What it means for those on the side of this ruling is much more than a moral victory. The Redskins will still be able to use the name, however this ruling potentially hits them right where it hurts: in the pockets.

Calling the football team’s name “disparaging to Native Americans," the U.S. Patent and Trademark Office helped strike a blow in the legal armor of the Washington Redskins.

The case appeared before the Trademark Trial and Appeal Board and was filed on behalf of five Native Americans. The ruling pertains to six different trademarks associated with the team, each containing the word “Redskin."

Merchandising is a big deal for the NFL. Federally registered trademarks help to keep others from benefiting financially from selling items that have the team logo on it.

In other words, this ruling potentially makes it easier for anyone and everyone to sell T-shirts with the Redskins logo on it and more difficult for the team to block it.

The Redskins have appealed; this would place the USPTO ruling on hold while it makes its way through the courts.
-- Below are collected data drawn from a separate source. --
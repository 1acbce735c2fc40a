//! YAML reporter

use crate::models::Report;
use anyhow::Result;

/// Render report as YAML
pub fn render(report: &Report) -> Result<String> {
    Ok(serde_yaml::to_string(report)?)
}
That’s a process that could take years. This also isn’t the first time the federal trademark board has issued an opinion on this case. A similar ruling from 1999 was overturned in 2003.

While the ruling by the USPTO is nothing to ignore, it’s important to note where the NFL may stand on this. They don’t want or need the bad press and pressure from the government that comes with potentially allowing a team to use a derogatory name.

They’ll also want to avoid the financial downfalls that may come from this ruling if it’s upheld. However, until that bridge has to be crossed, they’ll most likely allow Snyder every chance to appeal.

Snyder has already drawn a line in the sand on this debate; he’s refused to change the name. In May 2013, Snyder went so far as to proclaim, “We’ll never change the name. It’s that simple. NEVER — you can use caps.”

The USPTO ruling hasn’t appeared to have softened Snyder’s position. The growing support for Native Americans in this crusade to have the name removed hasn’t appeared to have done it either.

What this may come down to for the stubborn Snyder is how far he’s willing to take this fight legally and at what cost?

Snyder is a billionaire who financially can go forward with this battle at the risk of losing money along the way. But doing that would not only cost Snyder money, it would cost other NFL teams and the NFL’s merchandising partners money.

That’s right, that’s potential merchandising profits coming out of the pockets of Snyder’s fellow owners. This would quickly become about more than just the Redskins logo.

Darren Rovell of ESPN notes that from April 1, 2012, to March, 2013, the league said that more jerseys of Redskins starting quarterback Robert Griffin III were sold than of any other player in a single year in NFL history.

At the end of the day, money talks.

Native Americans have not been alone in this battle; Senate Majority Leader Harry Reid spoke up in support for the USPTO ruling.
“The Redskins no longer have trademarks. They are gone,” the Nevada Democrat said. “Daniel Snyder may be the last person in the world to realize this, but it’s just a matter of time until he is forced to do the right thing and change the name.”

Reid continued:
“Snyder says it’s about tradition. I ask, what tradition? A tradition of racism. That’s all that that name leaves in its wake. The writing is on the wall. It’s on the wall in giant, blinking, neon lights.”

There comes a time when right is right and wrong is wrong. This is about the use of a name that’s no longer socially acceptable.

It’s also about a billionaire owner whose stubbornness, ego and pride are preventing him from seeing the writing on the wall Reid so vividly describes.